Разборки были перенесены на следующий день.
Утро медленно вступало в свои права. Чудесная музыка и тонкий, сладковатый аромат сопровождали пробуждение олимпийцев. Но идиллия – это нечто, порой недоступное даже богам.
– Владыка! – Гермес не стал лишний раз церемониться. – Чем ты, говоришь, среди людей занимался?!
– Тише! Искусство нужно уважать.
Взгляд вестника богов последовал за кивком Аида в сторону увитого плющом угла за спиной племянника, где замученный Аполлон пыхтел над кифарой, не щадя трещавшие струны, которые даже при таком жестоком обращении были способны издавать только приятные звуки. Побагровевшее лицо покровителя муз, так резко контрастировавшее с приевшимся образом прекрасного и великолепного, выражало крайнее недовольство ситуацией. Вспомнились похищенные коровы, серьезный разговор с отцом, затяжное обучение своенравного, дотошного до мелочей братца игре на лире... Гермес нахально усмехался испепеляющим взглядам Златокудрого, благодаря Ананку за проявление высшей справедливости.
Внимание отвлекло шуршание и неясное ругательство в противоположном углу. Ветви винограда сливались с темно-зеленым цветом хитона мужчины, мелкие черные кудри возмущенно цеплялись за особенно крупные листья. Стоя на хлипкой деревянной лестнице – именно такая, по мнению владыки, гармонировала с образом Диониса, – он обрывал извилистые побеги, мешающие спеть новым гроздьям.
Только вот стены были безнадежно забрызганы темно-фиолетовым соком, а музыка не располагала к радости и веселью.

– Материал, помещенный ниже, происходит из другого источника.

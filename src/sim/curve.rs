//! Procedural road curvature
//!
//! Two independent clocks: a countdown gating when the next curve may
//! start, and an exponential decay flattening the current one. A new curve
//! only spawns once the old one has fully tapered out.

use rand::Rng;

use super::state::CurveState;
use crate::tuning::Tuning;

/// Advance the curve by one tick. Returns the angle of a newly spawned curve.
pub fn update(curve: &mut CurveState, score: f64, rng: &mut impl Rng, tuning: &Tuning) -> Option<f64> {
    let flat = tuning.curve_flat_epsilon;
    let mut spawned = None;

    if curve.current.abs() < flat && curve.countdown <= 0 {
        let difficulty = tuning.difficulty_factor(score);
        let limit = tuning.max_curve_angle * difficulty;
        let sign = if rng.random_bool(0.5) { 1.0 } else { -1.0 };
        // Draws above 1.0 × limit saturate at the limit, so |curve| ≤ 2 × max angle
        let magnitude = ((0.5 + rng.random::<f64>()) * limit).min(limit);
        curve.current = sign * magnitude;

        let countdown = tuning.curve_countdown_base / difficulty
            + rng.random::<f64>() * tuning.curve_countdown_jitter;
        curve.countdown = (countdown as i32).max(tuning.curve_countdown_min);

        log::debug!(
            "Curve spawned: angle={:.3}, next in {} ticks",
            curve.current,
            curve.countdown
        );
        spawned = Some(curve.current);
    } else {
        curve.countdown = curve.countdown.saturating_sub(1);
    }

    if curve.current.abs() > flat {
        curve.current *= tuning.curve_decay;
    } else {
        curve.current = 0.0;
    }

    spawned
}
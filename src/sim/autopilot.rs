//! Demo driver
//!
//! Plays the game without a human: dodges the nearest car in its lane,
//! leans against the curve otherwise, and only accelerates on a clear road.

use super::state::SimulationState;
use super::tick::DriveInput;

/// How far ahead (world units) the autopilot looks for traffic
const LOOKAHEAD: f64 = 40.0;
/// Extra lateral margin kept around a threatening car
const CLEARANCE: f64 = 0.4;
/// Curve magnitude worth counter-steering
const CURVE_TOLERANCE: f64 = 0.05;

pub fn drive(state: &SimulationState) -> DriveInput {
    let tuning = &state.tuning;
    let me = state.player.pos;
    let lane = tuning.car_half_width * 2.0 + CLEARANCE;

    // Nearest opponent ahead (or alongside) that shares our lane
    let threat = state
        .traffic
        .opponents
        .iter()
        .filter(|o| {
            let ahead = me.y - o.pos.y;
            ahead > -tuning.car_half_length * 2.0 && ahead < LOOKAHEAD && (o.pos.x - me.x).abs() < lane
        })
        .min_by(|a, b| (me.y - a.pos.y).total_cmp(&(me.y - b.pos.y)));

    let Some(threat) = threat else {
        let curve = state.curve.current;
        return DriveInput {
            steer_left: curve > CURVE_TOLERANCE,
            steer_right: curve < -CURVE_TOLERANCE,
            accelerate: true,
        };
    };

    let half = tuning.half_road();
    let dx = me.x - threat.pos.x;
    // Dodge away from the threat, toward open road when dead ahead
    let mut go_left = if dx.abs() < f64::EPSILON { me.x > 0.0 } else { dx < 0.0 };
    if go_left && me.x - lane < -half {
        go_left = false;
    } else if !go_left && me.x + lane > half {
        go_left = true;
    }

    DriveInput {
        steer_left: go_left,
        steer_right: !go_left,
        accelerate: false,
    }
}
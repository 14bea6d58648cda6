//! Key-value persistence for values that outlive a session
//!
//! The simulation only ever stores one integer (the high score), so the
//! store contract is deliberately small:
//! - `get` returns `None` when the key is absent or unreadable
//! - `set` is best-effort; failures are logged and never surface to the game

use std::collections::HashMap;

#[cfg(not(target_arch = "wasm32"))]
pub mod file;
#[cfg(target_arch = "wasm32")]
pub mod local;

#[cfg(not(target_arch = "wasm32"))]
pub use file::JsonFileStore;
#[cfg(target_arch = "wasm32")]
pub use local::LocalStorageStore;

/// Errors from opening stores or loading config files
#[derive(Debug, thiserror::Error)]
pub enum StoreError {
    #[error("i/o error: {0}")]
    Io(#[from] std::io::Error),
    #[error("malformed json: {0}")]
    Json(#[from] serde_json::Error),
    #[error("invalid tuning: {0}")]
    InvalidTuning(String),
}

/// Integer key-value store
pub trait KeyValueStore {
    fn get(&self, key: &str) -> Option<i64>;
    fn set(&mut self, key: &str, value: i64);
}

/// Volatile store (tests, demo runs without a save file)
#[derive(Debug, Clone, Default)]
pub struct MemoryStore {
    values: HashMap<String, i64>,
}

impl MemoryStore {
    pub fn new() -> Self {
        Self::default()
    }
}

impl KeyValueStore for MemoryStore {
    fn get(&self, key: &str) -> Option<i64> {
        self.values.get(key).copied()
    }

    fn set(&mut self, key: &str, value: i64) {
        self.values.insert(key.to_string(), value);
    }
}

impl<S: KeyValueStore + ?Sized> KeyValueStore for &mut S {
    fn get(&self, key: &str) -> Option<i64> {
        (**self).get(key)
    }

    fn set(&mut self, key: &str, value: i64) {
        (**self).set(key, value)
    }
}

impl<S: KeyValueStore + ?Sized> KeyValueStore for Box<S> {
    fn get(&self, key: &str) -> Option<i64> {
        (**self).get(key)
    }

    fn set(&mut self, key: &str, value: i64) {
        (**self).set(key, value)
    }
}
//! Endless Road - simulation core for an endless-driving arcade game
//!
//! Core modules:
//! - `sim`: Deterministic simulation (kinematics, curves, traffic, scenarios, score)
//! - `game`: Session orchestration over the simulation and its collaborators
//! - `platform`: Browser/native platform abstraction
//! - `persistence`: Key-value stores for the high score
//! - `tuning`: Data-driven game balance

pub mod game;
pub mod highscores;
pub mod persistence;
pub mod platform;
pub mod settings;
pub mod sim;
pub mod tuning;

pub use game::Session;
pub use settings::{QualityPreset, Settings};
pub use tuning::Tuning;

/// Game configuration constants
pub mod consts {
    /// Effective playable width (road width 10 minus car width 1)
    pub const ROAD_WIDTH: f64 = 9.0;
    /// Lateral steering step per tick
    pub const CAR_SPEED_X: f64 = 0.15;

    /// Forward speed bounds (world units per tick)
    pub const MIN_SPEED: f64 = 0.3;
    pub const MAX_SPEED: f64 = 1.0;
    pub const CAR_ACCELERATION: f64 = 0.01;
    pub const CAR_DECELERATION: f64 = 0.005;

    /// Peak curve magnitude before the difficulty factor is applied
    pub const MAX_CURVE_ANGLE: f64 = 0.3;

    /// Frames before the first opponent spawns
    pub const OPPONENT_SPAWN_DELAY: f64 = 100.0;
    /// Base frames between spawns (adjusts with speed)
    pub const OPPONENT_SPAWN_INTERVAL_BASE: f64 = 120.0;
    /// Opponents close in slightly slower than the player's own speed
    pub const OPPONENT_SPEED_FACTOR: f64 = 0.8;

    /// Camera sits this far behind the player; opponents past it are removed
    pub const DESPAWN_DISTANCE: f64 = 5.0;

    /// Car footprint (1 wide, 2 long), shared by player and opponents
    pub const CAR_HALF_WIDTH: f64 = 0.5;
    pub const CAR_HALF_LENGTH: f64 = 1.0;

    /// Road segment length and the offset at which it wraps back
    pub const ROAD_SEGMENT_LENGTH: f64 = 1000.0;
    pub const ROAD_WRAP_OFFSET: f64 = 500.0;

    /// Score needed to move through one full scenario cycle
    pub const SCENARIO_CYCLE_LENGTH: f64 = 400.0;
}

– Видишь, и они могут быть полезны.
Безмятежное лицо владыки вернуло к реальности. Ладно, восхищение подождет.
– Где амфора, дядя?!
– Здесь их много. Сам выбери подходящую.
– Амфора Зевса!
– Во-о-он там. Даже две.
И указал на двери, за которыми якобы должны находиться искомые сосуды. Племянник, недоверчиво косясь в сторону проблемного заместителя Громовержца, отправился на разведку. Результаты неутешительные: кувшины на месте, содержимое тоже.
– Убедился?
– Ты знаешь, вчера... Я был уверен, что это из-за тебя...
Молодые супруги о чем-то отчаянно спорили. Мужчина яростно сжимал и разжимал кулаки, из последних сил борясь с желанием накинуться на жену, которая в свою очередь кричала, иногда срывая голос и захлебываясь злостью, беспорядочно махала руками, рискуя задеть мужа. Содержимое черной амфоры Зевса так и просилось наружу. Бог внял мольбам порошка горестей и как бы невзначай высыпал горсть на порог дома.
Крыша обвалилась в нескольких местах и оголила звездное небо, разрушив чуть больше половины жилища, но аккуратно обойдя спорщиков. Крики, слезы, вихри пыли и деревянных щепок – здесь уже не до ссор.
Соседи говорят, что видели какую-то тень. А может и не видели.
– Черный сосуд пропал...
Молодая рабыня, по обыкновению свернувшая на узкую тропинку, петлявшую меж домов, наткнулась на двоих не совсем трезвых мужчин, судя по внешнему виду бродяг, с одной стороны и на забор – с другой. Затуманенный скверным вином разум отказывался сжалиться над слезами и уговорами, а угрозы лишь разжигали интерес. Никем незамеченная рука вновь просыпала едва поблескивавшую в темноте пыль.
Сначала значения отдаленному вою не придали; все изменилось, когда невероятных размеров собака – да еще и светящаяся, как показалось выпившим оборванцам – выскочила из-за угла. Девушка с непонятно откуда взявшейся ловкостью перемахнула через забор, отделавшись синяками, ушибами и неподдельным ужасом. Горе-разбойники, в силу возраста не имевшие возможности броситься вдогонку рабыне, были беспощадно искусаны, истерзаны неровной дорогой и камнями, которые так и лезли под ноги и швыряли беглецов на землю.
Позже нападавшие утверждали, что волкодав сбежал из Преисподней. И еще они видели какую-то тень. А может и не видели.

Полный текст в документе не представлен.